WHAT THE TASK REQUIRES> Please keep to the lines below from the one with "#[allow(unreachable_patterns)]" through the one with "May return fewer", and restate them word for word, ends included.

INFORMATION SUPPLIED>
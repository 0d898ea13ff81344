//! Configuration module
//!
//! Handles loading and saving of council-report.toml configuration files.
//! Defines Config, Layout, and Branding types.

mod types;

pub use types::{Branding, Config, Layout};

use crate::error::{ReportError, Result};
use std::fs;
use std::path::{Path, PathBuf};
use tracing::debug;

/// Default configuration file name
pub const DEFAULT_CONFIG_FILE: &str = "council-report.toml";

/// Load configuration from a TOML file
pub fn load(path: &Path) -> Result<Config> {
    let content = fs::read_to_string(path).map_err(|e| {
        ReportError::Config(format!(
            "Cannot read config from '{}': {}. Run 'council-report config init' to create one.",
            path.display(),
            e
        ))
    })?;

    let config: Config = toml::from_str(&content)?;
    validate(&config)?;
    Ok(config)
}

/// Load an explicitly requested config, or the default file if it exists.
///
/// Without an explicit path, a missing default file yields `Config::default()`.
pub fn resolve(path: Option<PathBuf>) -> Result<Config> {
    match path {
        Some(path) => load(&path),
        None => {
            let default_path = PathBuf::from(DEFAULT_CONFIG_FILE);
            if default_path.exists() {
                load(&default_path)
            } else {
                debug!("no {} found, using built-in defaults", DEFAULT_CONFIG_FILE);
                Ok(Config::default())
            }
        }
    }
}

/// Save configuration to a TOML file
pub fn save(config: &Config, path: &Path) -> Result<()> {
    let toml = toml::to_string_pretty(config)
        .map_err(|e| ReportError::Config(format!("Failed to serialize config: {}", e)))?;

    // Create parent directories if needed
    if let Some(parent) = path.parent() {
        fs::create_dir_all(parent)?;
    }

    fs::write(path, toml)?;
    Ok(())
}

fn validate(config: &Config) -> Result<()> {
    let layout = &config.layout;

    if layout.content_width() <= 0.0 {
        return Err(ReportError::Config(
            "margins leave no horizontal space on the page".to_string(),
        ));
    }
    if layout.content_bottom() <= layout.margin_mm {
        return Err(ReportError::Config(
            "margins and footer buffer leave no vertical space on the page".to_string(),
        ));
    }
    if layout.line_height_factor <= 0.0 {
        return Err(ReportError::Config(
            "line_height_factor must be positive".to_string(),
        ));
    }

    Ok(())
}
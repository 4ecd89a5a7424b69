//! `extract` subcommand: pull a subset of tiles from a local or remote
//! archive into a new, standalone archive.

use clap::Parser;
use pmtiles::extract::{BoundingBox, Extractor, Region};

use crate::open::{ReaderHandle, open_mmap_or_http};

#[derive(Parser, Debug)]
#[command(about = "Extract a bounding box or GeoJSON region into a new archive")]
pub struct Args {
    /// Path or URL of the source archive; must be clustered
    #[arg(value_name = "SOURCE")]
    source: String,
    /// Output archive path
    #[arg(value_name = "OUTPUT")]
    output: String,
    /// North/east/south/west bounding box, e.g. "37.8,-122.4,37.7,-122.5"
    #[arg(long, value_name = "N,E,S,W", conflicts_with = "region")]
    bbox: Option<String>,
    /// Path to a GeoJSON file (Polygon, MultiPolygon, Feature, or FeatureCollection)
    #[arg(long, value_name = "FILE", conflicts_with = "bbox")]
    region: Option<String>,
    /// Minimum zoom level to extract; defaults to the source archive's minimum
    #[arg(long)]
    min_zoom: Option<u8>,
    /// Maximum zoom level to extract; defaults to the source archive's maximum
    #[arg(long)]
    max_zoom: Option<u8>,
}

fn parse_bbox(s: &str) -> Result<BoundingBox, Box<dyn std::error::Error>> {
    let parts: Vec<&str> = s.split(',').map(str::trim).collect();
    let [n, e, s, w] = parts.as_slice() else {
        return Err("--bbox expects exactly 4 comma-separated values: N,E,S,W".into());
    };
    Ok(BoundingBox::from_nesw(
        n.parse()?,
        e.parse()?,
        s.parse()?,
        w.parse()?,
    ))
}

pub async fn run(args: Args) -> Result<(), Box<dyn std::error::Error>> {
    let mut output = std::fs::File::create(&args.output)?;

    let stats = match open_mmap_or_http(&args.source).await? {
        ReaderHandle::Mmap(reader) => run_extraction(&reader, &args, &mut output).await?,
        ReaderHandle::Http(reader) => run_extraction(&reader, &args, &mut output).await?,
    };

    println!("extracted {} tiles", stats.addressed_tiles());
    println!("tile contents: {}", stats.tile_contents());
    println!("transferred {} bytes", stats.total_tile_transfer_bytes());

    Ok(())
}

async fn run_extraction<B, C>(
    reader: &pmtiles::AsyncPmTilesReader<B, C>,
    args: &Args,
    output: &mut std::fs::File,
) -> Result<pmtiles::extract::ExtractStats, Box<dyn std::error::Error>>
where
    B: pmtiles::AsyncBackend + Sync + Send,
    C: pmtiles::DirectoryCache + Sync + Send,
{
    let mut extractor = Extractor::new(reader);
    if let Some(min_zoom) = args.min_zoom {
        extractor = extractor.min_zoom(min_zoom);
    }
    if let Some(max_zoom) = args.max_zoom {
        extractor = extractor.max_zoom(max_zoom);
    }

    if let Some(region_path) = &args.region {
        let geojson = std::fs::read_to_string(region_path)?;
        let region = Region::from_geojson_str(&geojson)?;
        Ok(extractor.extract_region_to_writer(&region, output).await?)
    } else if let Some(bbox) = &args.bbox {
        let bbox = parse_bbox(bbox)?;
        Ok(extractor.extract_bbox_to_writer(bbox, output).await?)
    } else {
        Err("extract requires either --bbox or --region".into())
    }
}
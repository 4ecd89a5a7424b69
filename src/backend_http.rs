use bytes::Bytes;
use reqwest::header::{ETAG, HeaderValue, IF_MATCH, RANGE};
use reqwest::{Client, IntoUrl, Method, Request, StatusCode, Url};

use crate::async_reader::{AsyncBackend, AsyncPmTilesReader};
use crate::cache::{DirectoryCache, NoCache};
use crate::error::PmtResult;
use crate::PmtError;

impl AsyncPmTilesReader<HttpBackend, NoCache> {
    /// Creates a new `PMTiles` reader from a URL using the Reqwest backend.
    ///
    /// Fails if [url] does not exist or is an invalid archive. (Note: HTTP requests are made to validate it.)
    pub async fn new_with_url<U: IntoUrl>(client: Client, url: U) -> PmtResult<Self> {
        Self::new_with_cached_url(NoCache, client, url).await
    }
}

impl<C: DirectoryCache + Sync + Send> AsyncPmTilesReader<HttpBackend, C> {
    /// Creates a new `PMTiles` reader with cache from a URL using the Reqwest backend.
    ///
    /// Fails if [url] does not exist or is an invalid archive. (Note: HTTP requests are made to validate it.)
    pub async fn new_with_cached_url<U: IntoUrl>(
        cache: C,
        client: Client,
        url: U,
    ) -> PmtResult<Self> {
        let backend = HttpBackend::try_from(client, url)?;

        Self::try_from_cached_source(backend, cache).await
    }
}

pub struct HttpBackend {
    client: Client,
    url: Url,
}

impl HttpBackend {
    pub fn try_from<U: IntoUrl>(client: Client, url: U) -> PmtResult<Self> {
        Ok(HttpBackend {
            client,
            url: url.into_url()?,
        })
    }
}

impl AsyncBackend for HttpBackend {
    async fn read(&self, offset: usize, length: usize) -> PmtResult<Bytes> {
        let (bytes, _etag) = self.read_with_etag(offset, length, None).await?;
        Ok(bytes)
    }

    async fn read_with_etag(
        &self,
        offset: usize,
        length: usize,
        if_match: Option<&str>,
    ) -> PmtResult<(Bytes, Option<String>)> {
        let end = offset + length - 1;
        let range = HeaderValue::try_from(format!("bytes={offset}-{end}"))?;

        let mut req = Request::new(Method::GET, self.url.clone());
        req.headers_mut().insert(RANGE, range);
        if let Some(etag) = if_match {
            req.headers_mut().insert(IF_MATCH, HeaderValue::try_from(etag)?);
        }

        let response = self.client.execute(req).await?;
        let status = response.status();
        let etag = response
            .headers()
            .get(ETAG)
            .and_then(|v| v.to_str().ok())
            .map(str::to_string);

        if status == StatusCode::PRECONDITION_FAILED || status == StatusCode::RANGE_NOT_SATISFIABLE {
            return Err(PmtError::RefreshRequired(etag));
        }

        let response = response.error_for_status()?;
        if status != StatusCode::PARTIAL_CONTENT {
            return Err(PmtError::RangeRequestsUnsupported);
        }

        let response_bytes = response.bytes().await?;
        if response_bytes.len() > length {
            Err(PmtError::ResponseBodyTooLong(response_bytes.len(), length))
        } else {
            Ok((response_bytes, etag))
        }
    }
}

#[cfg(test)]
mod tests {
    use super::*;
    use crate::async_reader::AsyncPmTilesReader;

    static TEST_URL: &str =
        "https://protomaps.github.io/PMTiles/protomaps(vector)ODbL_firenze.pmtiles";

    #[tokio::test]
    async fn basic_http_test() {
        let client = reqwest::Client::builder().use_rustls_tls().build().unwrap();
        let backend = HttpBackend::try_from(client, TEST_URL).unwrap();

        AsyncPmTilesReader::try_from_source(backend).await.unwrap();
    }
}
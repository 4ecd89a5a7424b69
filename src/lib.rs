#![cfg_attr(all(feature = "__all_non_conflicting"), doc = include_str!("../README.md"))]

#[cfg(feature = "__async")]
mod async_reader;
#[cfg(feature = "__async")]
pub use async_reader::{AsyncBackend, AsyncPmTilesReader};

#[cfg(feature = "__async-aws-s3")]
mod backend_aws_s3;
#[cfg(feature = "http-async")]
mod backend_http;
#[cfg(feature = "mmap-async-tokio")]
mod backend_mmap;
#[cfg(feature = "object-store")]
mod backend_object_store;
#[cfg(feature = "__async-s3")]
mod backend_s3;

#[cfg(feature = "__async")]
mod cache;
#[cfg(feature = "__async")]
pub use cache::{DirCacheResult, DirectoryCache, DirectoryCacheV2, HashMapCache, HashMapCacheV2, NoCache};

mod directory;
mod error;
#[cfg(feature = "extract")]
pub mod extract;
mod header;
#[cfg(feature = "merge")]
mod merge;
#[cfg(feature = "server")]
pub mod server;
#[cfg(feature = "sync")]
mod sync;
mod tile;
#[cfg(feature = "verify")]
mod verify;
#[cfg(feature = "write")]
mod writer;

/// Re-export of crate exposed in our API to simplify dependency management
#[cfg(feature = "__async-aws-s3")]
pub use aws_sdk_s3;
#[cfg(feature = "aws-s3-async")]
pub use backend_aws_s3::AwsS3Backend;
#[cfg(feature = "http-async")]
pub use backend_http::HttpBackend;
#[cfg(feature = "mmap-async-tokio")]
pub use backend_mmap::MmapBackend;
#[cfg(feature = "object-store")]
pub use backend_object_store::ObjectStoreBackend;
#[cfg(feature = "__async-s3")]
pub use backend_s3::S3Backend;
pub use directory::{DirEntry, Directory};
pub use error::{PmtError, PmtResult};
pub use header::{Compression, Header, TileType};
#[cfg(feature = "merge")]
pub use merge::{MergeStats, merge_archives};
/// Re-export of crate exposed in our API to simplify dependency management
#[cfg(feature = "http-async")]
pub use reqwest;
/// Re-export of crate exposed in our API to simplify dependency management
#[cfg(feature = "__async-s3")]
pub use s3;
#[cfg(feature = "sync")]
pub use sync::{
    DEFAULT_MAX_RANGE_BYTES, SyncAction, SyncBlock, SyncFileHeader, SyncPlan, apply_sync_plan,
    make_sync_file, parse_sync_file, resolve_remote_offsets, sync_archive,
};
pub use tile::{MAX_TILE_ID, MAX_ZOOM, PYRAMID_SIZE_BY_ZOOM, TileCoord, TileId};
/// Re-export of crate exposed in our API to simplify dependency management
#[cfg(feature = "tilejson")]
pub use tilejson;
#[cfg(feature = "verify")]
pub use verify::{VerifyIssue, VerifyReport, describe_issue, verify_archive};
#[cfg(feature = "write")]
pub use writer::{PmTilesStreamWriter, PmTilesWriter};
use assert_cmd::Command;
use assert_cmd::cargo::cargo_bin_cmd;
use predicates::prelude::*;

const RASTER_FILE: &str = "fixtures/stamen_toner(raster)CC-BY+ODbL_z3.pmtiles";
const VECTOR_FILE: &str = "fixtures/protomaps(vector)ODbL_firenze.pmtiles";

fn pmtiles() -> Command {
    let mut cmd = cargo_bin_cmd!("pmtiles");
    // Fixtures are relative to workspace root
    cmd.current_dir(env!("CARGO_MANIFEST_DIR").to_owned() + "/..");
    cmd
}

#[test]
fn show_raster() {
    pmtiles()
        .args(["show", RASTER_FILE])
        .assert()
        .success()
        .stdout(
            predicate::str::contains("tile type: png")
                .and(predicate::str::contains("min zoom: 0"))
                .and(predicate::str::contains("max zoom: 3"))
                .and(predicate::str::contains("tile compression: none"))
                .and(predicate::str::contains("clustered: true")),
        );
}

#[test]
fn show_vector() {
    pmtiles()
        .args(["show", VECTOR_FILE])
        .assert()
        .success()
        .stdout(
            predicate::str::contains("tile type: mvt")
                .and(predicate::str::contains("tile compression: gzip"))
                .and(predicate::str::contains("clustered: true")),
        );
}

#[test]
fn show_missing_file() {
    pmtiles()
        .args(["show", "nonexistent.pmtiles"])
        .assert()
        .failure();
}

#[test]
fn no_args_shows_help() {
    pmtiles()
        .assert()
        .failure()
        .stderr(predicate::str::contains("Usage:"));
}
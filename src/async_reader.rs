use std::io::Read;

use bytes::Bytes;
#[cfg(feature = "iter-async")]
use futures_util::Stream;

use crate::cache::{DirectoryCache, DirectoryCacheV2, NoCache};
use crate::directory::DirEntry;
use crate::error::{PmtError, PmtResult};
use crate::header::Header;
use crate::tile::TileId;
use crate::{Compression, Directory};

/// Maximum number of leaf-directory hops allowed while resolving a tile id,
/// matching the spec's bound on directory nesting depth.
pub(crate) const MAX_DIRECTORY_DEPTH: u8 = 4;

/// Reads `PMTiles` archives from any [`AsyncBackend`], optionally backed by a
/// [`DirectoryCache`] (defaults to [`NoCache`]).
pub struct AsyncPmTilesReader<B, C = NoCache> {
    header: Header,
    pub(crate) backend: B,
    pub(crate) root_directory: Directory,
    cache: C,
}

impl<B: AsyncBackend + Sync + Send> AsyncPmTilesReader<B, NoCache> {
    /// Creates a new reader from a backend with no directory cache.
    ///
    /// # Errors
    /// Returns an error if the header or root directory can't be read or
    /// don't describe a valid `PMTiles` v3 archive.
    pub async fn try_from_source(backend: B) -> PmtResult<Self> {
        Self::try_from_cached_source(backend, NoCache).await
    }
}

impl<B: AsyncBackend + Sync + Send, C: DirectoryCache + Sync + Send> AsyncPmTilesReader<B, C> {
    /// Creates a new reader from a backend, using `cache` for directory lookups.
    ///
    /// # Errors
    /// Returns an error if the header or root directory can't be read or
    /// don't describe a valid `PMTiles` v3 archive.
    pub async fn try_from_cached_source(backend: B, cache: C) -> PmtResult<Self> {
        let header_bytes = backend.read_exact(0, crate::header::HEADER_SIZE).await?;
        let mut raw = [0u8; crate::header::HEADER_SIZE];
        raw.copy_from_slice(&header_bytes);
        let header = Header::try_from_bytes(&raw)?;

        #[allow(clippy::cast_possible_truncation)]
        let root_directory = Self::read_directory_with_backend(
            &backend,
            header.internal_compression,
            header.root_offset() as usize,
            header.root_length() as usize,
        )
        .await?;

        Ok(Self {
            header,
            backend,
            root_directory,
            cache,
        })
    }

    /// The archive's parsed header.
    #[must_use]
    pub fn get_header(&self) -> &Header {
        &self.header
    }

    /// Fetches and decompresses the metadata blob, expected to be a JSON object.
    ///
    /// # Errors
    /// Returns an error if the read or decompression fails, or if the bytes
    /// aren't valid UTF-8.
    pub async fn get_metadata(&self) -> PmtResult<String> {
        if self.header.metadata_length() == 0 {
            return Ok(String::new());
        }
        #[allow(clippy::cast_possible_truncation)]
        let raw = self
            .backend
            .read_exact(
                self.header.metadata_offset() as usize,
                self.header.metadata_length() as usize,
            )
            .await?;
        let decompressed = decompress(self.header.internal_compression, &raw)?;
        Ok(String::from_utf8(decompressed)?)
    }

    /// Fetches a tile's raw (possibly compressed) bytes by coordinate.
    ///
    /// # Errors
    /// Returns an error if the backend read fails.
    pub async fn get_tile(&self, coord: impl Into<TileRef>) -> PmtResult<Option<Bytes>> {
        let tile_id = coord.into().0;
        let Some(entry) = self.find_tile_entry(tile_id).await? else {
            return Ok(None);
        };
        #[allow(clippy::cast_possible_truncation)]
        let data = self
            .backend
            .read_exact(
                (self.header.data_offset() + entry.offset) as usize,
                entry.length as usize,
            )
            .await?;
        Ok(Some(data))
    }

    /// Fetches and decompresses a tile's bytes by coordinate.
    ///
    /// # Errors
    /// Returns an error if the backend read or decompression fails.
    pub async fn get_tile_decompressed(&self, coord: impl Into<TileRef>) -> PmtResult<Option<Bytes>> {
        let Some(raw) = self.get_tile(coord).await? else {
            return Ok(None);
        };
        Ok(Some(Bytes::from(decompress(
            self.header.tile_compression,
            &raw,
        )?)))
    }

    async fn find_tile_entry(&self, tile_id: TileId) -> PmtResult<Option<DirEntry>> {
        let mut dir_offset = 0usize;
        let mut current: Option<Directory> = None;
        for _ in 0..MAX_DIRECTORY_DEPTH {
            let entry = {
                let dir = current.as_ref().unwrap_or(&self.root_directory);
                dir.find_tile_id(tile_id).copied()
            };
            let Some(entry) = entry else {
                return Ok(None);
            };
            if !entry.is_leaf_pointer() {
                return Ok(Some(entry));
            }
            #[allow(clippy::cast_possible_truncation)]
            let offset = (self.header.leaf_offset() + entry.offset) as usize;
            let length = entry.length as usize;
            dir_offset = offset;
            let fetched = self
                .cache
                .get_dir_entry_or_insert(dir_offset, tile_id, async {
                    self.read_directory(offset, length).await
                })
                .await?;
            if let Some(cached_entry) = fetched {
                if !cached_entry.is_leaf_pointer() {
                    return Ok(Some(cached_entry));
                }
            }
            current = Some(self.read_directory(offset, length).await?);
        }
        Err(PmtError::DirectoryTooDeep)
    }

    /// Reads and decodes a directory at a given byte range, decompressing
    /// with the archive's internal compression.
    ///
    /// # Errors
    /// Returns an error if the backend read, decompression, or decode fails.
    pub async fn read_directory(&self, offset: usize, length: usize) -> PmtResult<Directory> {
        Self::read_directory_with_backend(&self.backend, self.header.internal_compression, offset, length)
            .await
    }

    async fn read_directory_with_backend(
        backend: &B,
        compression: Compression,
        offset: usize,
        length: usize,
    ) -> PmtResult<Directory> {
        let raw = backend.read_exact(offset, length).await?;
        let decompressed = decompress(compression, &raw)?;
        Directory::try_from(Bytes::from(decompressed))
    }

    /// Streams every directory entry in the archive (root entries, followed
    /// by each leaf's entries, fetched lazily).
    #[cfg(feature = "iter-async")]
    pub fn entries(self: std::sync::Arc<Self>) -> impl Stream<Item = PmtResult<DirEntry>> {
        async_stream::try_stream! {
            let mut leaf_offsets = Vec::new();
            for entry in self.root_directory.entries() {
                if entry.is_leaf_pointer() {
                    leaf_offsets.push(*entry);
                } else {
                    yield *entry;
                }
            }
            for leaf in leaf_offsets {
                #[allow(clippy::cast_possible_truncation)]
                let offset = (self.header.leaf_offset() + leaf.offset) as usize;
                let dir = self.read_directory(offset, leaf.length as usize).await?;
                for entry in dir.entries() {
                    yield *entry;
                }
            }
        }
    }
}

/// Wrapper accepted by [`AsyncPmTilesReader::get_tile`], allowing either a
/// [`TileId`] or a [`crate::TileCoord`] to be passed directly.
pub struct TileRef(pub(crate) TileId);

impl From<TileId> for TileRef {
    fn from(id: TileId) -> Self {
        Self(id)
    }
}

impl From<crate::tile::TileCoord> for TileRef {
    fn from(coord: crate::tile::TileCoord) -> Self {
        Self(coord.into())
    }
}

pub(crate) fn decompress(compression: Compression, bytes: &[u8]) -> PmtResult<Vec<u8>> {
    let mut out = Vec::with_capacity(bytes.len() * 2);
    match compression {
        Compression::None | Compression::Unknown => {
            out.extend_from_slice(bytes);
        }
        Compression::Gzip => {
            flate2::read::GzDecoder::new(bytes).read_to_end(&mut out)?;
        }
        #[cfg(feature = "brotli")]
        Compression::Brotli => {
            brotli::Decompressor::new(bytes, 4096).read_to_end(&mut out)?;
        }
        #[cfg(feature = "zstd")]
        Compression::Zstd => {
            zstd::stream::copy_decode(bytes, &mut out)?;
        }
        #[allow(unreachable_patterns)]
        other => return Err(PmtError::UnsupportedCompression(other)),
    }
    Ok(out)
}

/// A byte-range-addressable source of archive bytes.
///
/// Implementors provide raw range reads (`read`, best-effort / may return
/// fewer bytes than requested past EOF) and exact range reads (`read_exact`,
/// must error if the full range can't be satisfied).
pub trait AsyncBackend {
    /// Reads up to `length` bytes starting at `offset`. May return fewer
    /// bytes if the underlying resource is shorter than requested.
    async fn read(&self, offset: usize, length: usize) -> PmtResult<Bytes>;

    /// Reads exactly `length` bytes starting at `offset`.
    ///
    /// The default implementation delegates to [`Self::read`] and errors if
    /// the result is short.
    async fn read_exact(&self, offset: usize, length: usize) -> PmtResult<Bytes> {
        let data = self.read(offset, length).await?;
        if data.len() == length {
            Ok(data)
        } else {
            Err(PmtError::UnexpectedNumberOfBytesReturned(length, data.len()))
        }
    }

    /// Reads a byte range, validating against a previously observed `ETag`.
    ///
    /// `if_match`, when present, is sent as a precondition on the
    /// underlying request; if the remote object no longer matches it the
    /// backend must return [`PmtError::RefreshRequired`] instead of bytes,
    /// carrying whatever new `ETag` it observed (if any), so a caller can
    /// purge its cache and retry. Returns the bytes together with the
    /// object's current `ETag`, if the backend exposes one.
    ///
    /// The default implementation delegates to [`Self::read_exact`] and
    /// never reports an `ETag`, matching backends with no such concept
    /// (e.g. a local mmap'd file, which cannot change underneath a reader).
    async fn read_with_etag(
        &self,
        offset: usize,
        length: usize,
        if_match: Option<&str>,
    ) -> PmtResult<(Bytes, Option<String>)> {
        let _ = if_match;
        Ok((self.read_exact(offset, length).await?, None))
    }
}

SOLUTION TO THIS PROBLEM>
        #[allow(unreachable_patterns)]
        other => return Err(PmtError::UnsupportedCompression(other)),
    }
    Ok(out)
}

/// A byte-range-addressable source of archive bytes.
///
/// Implementors provide raw range reads (`read`, best-effort / may return
/// fewer bytes than requested past EOF) and exact range reads (`read_exact`,
/// must error if the full range can't be satisfied).
pub trait AsyncBackend {
    /// Reads up to `length` bytes starting at `offset`. May return fewer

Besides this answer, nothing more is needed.